§ Supplied material

== Segment start ==

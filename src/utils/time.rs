//! Cycle-granularity timing for hot-loop measurement and spin penalties.

/// Read a monotonic cycle counter with no serializing fence.
///
/// On x86_64 this is the TSC; elsewhere it falls back to a monotonic
/// nanosecond clock, which is coarse but monotone, which is all the
/// congestion penalty and the per-shard statistics need.
#[inline(always)]
pub fn cycles() -> u64 {
    #[cfg(target_arch = "x86_64")]
    unsafe {
        std::arch::x86_64::_rdtsc()
    }
    #[cfg(not(target_arch = "x86_64"))]
    {
        use std::sync::OnceLock;
        use std::time::Instant;
        static START: OnceLock<Instant> = OnceLock::new();
        START.get_or_init(Instant::now).elapsed().as_nanos() as u64
    }
}

/// Busy-wait for at least `ticks` cycles.
#[inline]
pub fn wait_cycles(ticks: u64) {
    let deadline = cycles().wrapping_add(ticks);
    while cycles() < deadline {
        std::hint::spin_loop();
    }
}

#[cfg(test)]
mod tests {
    use super::*;

    #[test]
    fn test_cycles_monotone() {
        let a = cycles();
        let b = cycles();
        assert!(b >= a);
    }

    #[test]
    fn test_wait_cycles_advances() {
        let before = cycles();
        wait_cycles(10_000);
        assert!(cycles() > before);
    }
}
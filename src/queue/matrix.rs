//! The producer × consumer grid of SPSC queues.
//!
//! Row `p` is writable only by producer `p`, column `c` is readable
//! only by consumer `c`. Worker threads take ownership of their row or
//! column before the run starts; the delegating accessors below serve
//! single-threaded drivers and tests.

use crate::error::{Result, Retry, SluiceError};

use super::{QueueConsumer, QueueProducer, ShuffleQueue};

pub struct QueueMatrix<Q: ShuffleQueue> {
    n_prod: usize,
    n_cons: usize,
    /// `producers[p][c]`: producer side of queue (p, c).
    producers: Vec<Vec<Option<Q::Producer>>>,
    /// `consumers[c][p]`: consumer side of queue (p, c).
    consumers: Vec<Vec<Option<Q::Consumer>>>,
}

impl<Q: ShuffleQueue> QueueMatrix<Q> {
    /// Allocate the full grid; every ring has `capacity` slots.
    pub fn new(n_prod: usize, n_cons: usize, capacity: usize) -> Result<Self> {
        if n_prod == 0 || n_cons == 0 {
            return Err(SluiceError::config("queue matrix needs at least 1x1"));
        }
        let mut producers: Vec<Vec<Option<Q::Producer>>> = (0..n_prod)
            .map(|_| (0..n_cons).map(|_| None).collect())
            .collect();
        let mut consumers: Vec<Vec<Option<Q::Consumer>>> = (0..n_cons)
            .map(|_| (0..n_prod).map(|_| None).collect())
            .collect();
        for p in 0..n_prod {
            for c in 0..n_cons {
                let (tx, rx) = Q::pair(capacity)?;
                producers[p][c] = Some(tx);
                consumers[c][p] = Some(rx);
            }
        }
        Ok(Self {
            n_prod,
            n_cons,
            producers,
            consumers,
        })
    }

    pub fn n_prod(&self) -> usize {
        self.n_prod
    }

    pub fn n_cons(&self) -> usize {
        self.n_cons
    }

    /// Detach producer `p`'s row, ordered by consumer id. Panics if a
    /// handle was already taken.
    pub fn take_producer_row(&mut self, p: usize) -> Vec<Q::Producer> {
        self.producers[p]
            .iter_mut()
            .map(|slot| slot.take().expect("producer handle already taken"))
            .collect()
    }

    /// Detach consumer `c`'s column, ordered by producer id.
    pub fn take_consumer_column(&mut self, c: usize) -> Vec<Q::Consumer> {
        self.consumers[c]
            .iter_mut()
            .map(|slot| slot.take().expect("consumer handle already taken"))
            .collect()
    }

    pub fn enqueue(&mut self, p: usize, c: usize, value: u64) -> std::result::Result<(), Retry> {
        self.producers[p][c]
            .as_mut()
            .expect("producer handle detached")
            .enqueue(value)
    }

    pub fn dequeue(&mut self, p: usize, c: usize) -> std::result::Result<u64, Retry> {
        self.consumers[c][p]
            .as_mut()
            .expect("consumer handle detached")
            .dequeue()
    }

    pub fn push_done(&mut self, p: usize, c: usize) {
        self.producers[p][c]
            .as_mut()
            .expect("producer handle detached")
            .push_done();
    }

    pub fn pop_done(&mut self, p: usize, c: usize) {
        self.consumers[c][p]
            .as_mut()
            .expect("consumer handle detached")
            .pop_done();
    }
}

#[cfg(test)]
mod tests {
    use super::*;
    use crate::constants::TERMINATOR;
    use crate::queue::{BatchedRing, SectionQueue};

    fn exercise<Q: ShuffleQueue>() {
        let mut m = QueueMatrix::<Q>::new(2, 3, 16).unwrap();
        // each (p, c) pair is an independent FIFO
        for p in 0..2 {
            for c in 0..3 {
                m.enqueue(p, c, (p * 10 + c + 1) as u64).unwrap();
                m.push_done(p, c);
            }
        }
        for p in 0..2 {
            for c in 0..3 {
                assert_eq!(m.dequeue(p, c).unwrap(), (p * 10 + c + 1) as u64);
                assert_eq!(m.dequeue(p, c).unwrap(), TERMINATOR);
                m.pop_done(p, c);
            }
        }
    }

    #[test]
    fn test_matrix_batched_ring() {
        exercise::<BatchedRing>();
    }

    #[test]
    fn test_matrix_section_queue() {
        exercise::<SectionQueue>();
    }

    #[test]
    fn test_take_handles() {
        let mut m = QueueMatrix::<BatchedRing>::new(2, 2, 16).unwrap();
        let row = m.take_producer_row(0);
        assert_eq!(row.len(), 2);
        let col = m.take_consumer_column(1);
        assert_eq!(col.len(), 2);
        // untouched cells still work through the matrix
        m.enqueue(1, 0, 5).unwrap();
        assert_eq!(m.dequeue(1, 0).unwrap(), 5);
    }

    #[test]
    fn test_rejects_empty_matrix() {
        assert!(QueueMatrix::<BatchedRing>::new(0, 1, 16).is_err());
    }
}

== Segment end ==

§ Aim of the exercise
Could you return exactly the stretch of the data above that starts at the line with "assert_eq!(m.dequeue(p, c).unwrap(), (p" and ends at the line with "through the matrix", both lines included?

§ Response
                assert_eq!(m.dequeue(p, c).unwrap(), (p * 10 + c + 1) as u64);
                assert_eq!(m.dequeue(p, c).unwrap(), TERMINATOR);
                m.pop_done(p, c);
            }
        }
    }

    #[test]
    fn test_matrix_batched_ring() {
        exercise::<BatchedRing>();
    }

    #[test]
    fn test_matrix_section_queue() {
        exercise::<SectionQueue>();
    }

    #[test]
    fn test_take_handles() {
        let mut m = QueueMatrix::<BatchedRing>::new(2, 2, 16).unwrap();
        let row = m.take_producer_row(0);
        assert_eq!(row.len(), 2);
        let col = m.take_consumer_column(1);
        assert_eq!(col.len(), 2);
        // untouched cells still work through the matrix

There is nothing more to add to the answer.